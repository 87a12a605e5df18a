//! Nested write pipeline for a validated draft.
//!
//! The anime row is written first and is the only write whose failure aborts
//! the submission. Episodes, links and subtitles are best-effort: each row is
//! attempted once, its outcome recorded, and a failed parent skips its
//! children.

use crate::constants::tables;
use crate::domain::{EpisodeId, LinkId, UserId};
use crate::form::{ValidationError, validate_for_submit};
use crate::models::{
    AnimeDraft, AnimeRecord, EpisodeDraft, LinkDraft, NewAnime, NewEpisode, NewLink, NewSubtitle,
};
use crate::store::{CatalogStore, StoreError};
use serde::Serialize;
use std::sync::Arc;
use thiserror::Error;
use tracing::{error, info, warn};

#[derive(Debug, Error)]
pub enum SubmitError {
    #[error(transparent)]
    Validation(#[from] ValidationError),

    #[error("User not authenticated")]
    AuthRequired,

    #[error("Failed to add anime: {0}")]
    Backend(#[from] StoreError),
}

impl SubmitError {
    /// Text to show the person submitting.
    #[must_use]
    pub fn user_message(&self) -> String {
        match self {
            Self::Validation(err) => err.to_string(),
            Self::AuthRequired => {
                "Authentication issue. Please sign out and sign in again.".to_string()
            }
            Self::Backend(err) => format!("Failed to add anime: {err}"),
        }
    }
}

#[derive(Debug, Clone, Copy, PartialEq, Eq, Serialize)]
#[serde(rename_all = "snake_case")]
pub enum SkipReason {
    /// The owning episode or link was not inserted.
    ParentFailed,
    /// Missing the fields a persisted row requires.
    Incomplete,
}

#[derive(Debug, Clone, PartialEq, Eq, Serialize)]
#[serde(tag = "status", content = "detail", rename_all = "snake_case")]
pub enum RowOutcome {
    Inserted,
    Failed(String),
    Skipped(SkipReason),
}

impl RowOutcome {
    const fn label(&self) -> &'static str {
        match self {
            Self::Inserted => "inserted",
            Self::Failed(_) => "failed",
            Self::Skipped(_) => "skipped",
        }
    }
}

/// Outcome of one nested row.
#[derive(Debug, Clone, PartialEq, Eq, Serialize)]
pub struct RowReport {
    pub table: &'static str,
    pub episode_number: u32,
    pub link_index: Option<usize>,
    pub subtitle_index: Option<usize>,
    pub outcome: RowOutcome,
}

#[derive(Debug, Clone, Serialize)]
pub struct SubmissionReport {
    pub anime: AnimeRecord,
    pub rows: Vec<RowReport>,
}

impl SubmissionReport {
    /// True when every nested row was inserted or intentionally skipped as
    /// incomplete.
    #[must_use]
    pub fn is_complete(&self) -> bool {
        self.rows.iter().all(|row| {
            matches!(
                row.outcome,
                RowOutcome::Inserted | RowOutcome::Skipped(SkipReason::Incomplete)
            )
        })
    }

    #[must_use]
    pub fn inserted(&self, table: &str) -> usize {
        count_inserted(&self.rows, table)
    }

    pub fn failures(&self) -> impl Iterator<Item = &RowReport> {
        self.rows
            .iter()
            .filter(|row| matches!(row.outcome, RowOutcome::Failed(_)))
    }
}

#[must_use]
pub fn count_inserted(rows: &[RowReport], table: &str) -> usize {
    rows.iter()
        .filter(|row| row.table == table && row.outcome == RowOutcome::Inserted)
        .count()
}

pub struct SubmissionAdapter {
    store: Arc<dyn CatalogStore>,
}

impl SubmissionAdapter {
    #[must_use]
    pub fn new(store: Arc<dyn CatalogStore>) -> Self {
        Self { store }
    }

    /// Validates `draft` and writes it for `owner`.
    ///
    /// # Errors
    ///
    /// Validation failures, a missing identity and a rejected anime row abort
    /// before or at the first write. Nested failures never fail the call;
    /// they are recorded in the returned report.
    pub async fn submit(
        &self,
        draft: &AnimeDraft,
        owner: Option<UserId>,
    ) -> Result<SubmissionReport, SubmitError> {
        validate_for_submit(draft)?;
        let owner = owner.ok_or(SubmitError::AuthRequired)?;

        let anime = self
            .store
            .insert_anime(&NewAnime::from_draft(draft, owner))
            .await
            .inspect_err(|e| error!(error = %e, title = %draft.title, "Failed to insert anime"))?;

        info!(anime_id = %anime.id, title = %anime.title, "Inserted anime");

        let mut episodes: Vec<&EpisodeDraft> = draft.episodes.iter().collect();
        episodes.sort_by_key(|episode| episode.episode_number);

        let mut rows = Vec::new();
        for episode in episodes {
            match self
                .store
                .insert_episode(&NewEpisode::from_draft(episode, anime.id))
                .await
            {
                Ok(record) => {
                    record_row(
                        &mut rows,
                        tables::EPISODES,
                        episode.episode_number,
                        None,
                        None,
                        RowOutcome::Inserted,
                    );
                    rows.extend(
                        self.insert_links(record.id, episode.episode_number, &episode.links)
                            .await,
                    );
                }
                Err(e) => {
                    warn!(
                        anime_id = %anime.id,
                        episode_number = episode.episode_number,
                        error = %e,
                        "Failed to insert episode"
                    );
                    record_row(
                        &mut rows,
                        tables::EPISODES,
                        episode.episode_number,
                        None,
                        None,
                        RowOutcome::Failed(e.to_string()),
                    );
                    for (link_index, link) in episode.links.iter().enumerate() {
                        record_row(
                            &mut rows,
                            tables::EPISODE_LINKS,
                            episode.episode_number,
                            Some(link_index),
                            None,
                            RowOutcome::Skipped(SkipReason::ParentFailed),
                        );
                        for (subtitle_index, _) in link.subtitles.iter().enumerate() {
                            record_row(
                                &mut rows,
                                tables::SUBTITLES,
                                episode.episode_number,
                                Some(link_index),
                                Some(subtitle_index),
                                RowOutcome::Skipped(SkipReason::ParentFailed),
                            );
                        }
                    }
                }
            }
        }

        let report = SubmissionReport { anime, rows };
        let failed = report.failures().count();
        if failed > 0 {
            warn!(anime_id = %report.anime.id, failed, "Submission finished with failed rows");
        }
        Ok(report)
    }

    /// Writes links and their subtitles under an existing episode.
    ///
    /// Returns one report per link and subtitle visited.
    pub async fn insert_links(
        &self,
        episode_id: EpisodeId,
        episode_number: u32,
        links: &[LinkDraft],
    ) -> Vec<RowReport> {
        let mut rows = Vec::new();

        for (link_index, link) in links.iter().enumerate() {
            if !link.is_valid() {
                record_row(
                    &mut rows,
                    tables::EPISODE_LINKS,
                    episode_number,
                    Some(link_index),
                    None,
                    RowOutcome::Skipped(SkipReason::Incomplete),
                );
                continue;
            }

            match self
                .store
                .insert_link(&NewLink::from_draft(link, episode_id))
                .await
            {
                Ok(record) => {
                    record_row(
                        &mut rows,
                        tables::EPISODE_LINKS,
                        episode_number,
                        Some(link_index),
                        None,
                        RowOutcome::Inserted,
                    );
                    self.write_subtitles(&mut rows, record.id, episode_number, link_index, link)
                        .await;
                }
                Err(e) => {
                    warn!(
                        episode_id = %episode_id,
                        episode_number,
                        platform = %link.platform,
                        error = %e,
                        "Failed to insert episode link"
                    );
                    record_row(
                        &mut rows,
                        tables::EPISODE_LINKS,
                        episode_number,
                        Some(link_index),
                        None,
                        RowOutcome::Failed(e.to_string()),
                    );
                    for (subtitle_index, _) in link.subtitles.iter().enumerate() {
                        record_row(
                            &mut rows,
                            tables::SUBTITLES,
                            episode_number,
                            Some(link_index),
                            Some(subtitle_index),
                            RowOutcome::Skipped(SkipReason::ParentFailed),
                        );
                    }
                }
            }
        }

        rows
    }

    async fn write_subtitles(
        &self,
        rows: &mut Vec<RowReport>,
        link_id: LinkId,
        episode_number: u32,
        link_index: usize,
        link: &LinkDraft,
    ) {
        for (subtitle_index, subtitle) in link.subtitles.iter().enumerate() {
            let outcome = if subtitle.is_persistable() {
                match self
                    .store
                    .insert_subtitle(&NewSubtitle::from_draft(subtitle, link_id))
                    .await
                {
                    Ok(_) => RowOutcome::Inserted,
                    Err(e) => {
                        warn!(
                            link_id = %link_id,
                            episode_number,
                            language = %subtitle.language,
                            error = %e,
                            "Failed to insert subtitle"
                        );
                        RowOutcome::Failed(e.to_string())
                    }
                }
            } else {
                RowOutcome::Skipped(SkipReason::Incomplete)
            };

            record_row(
                rows,
                tables::SUBTITLES,
                episode_number,
                Some(link_index),
                Some(subtitle_index),
                outcome,
            );
        }
    }
}

fn record_row(
    rows: &mut Vec<RowReport>,
    table: &'static str,
    episode_number: u32,
    link_index: Option<usize>,
    subtitle_index: Option<usize>,
    outcome: RowOutcome,
) {
    let labels = [("table", table), ("outcome", outcome.label())];
    metrics::counter!("submission_rows_total", &labels).increment(1);

    rows.push(RowReport {
        table,
        episode_number,
        link_index,
        subtitle_index,
        outcome,
    });
}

======

• _EXERCISE INSTRUCTIONS_
For each line above that contains the word "SubmissionAdapter", make a copy.

• _RESULT BELOW_
pub struct SubmissionAdapter {
impl SubmissionAdapter {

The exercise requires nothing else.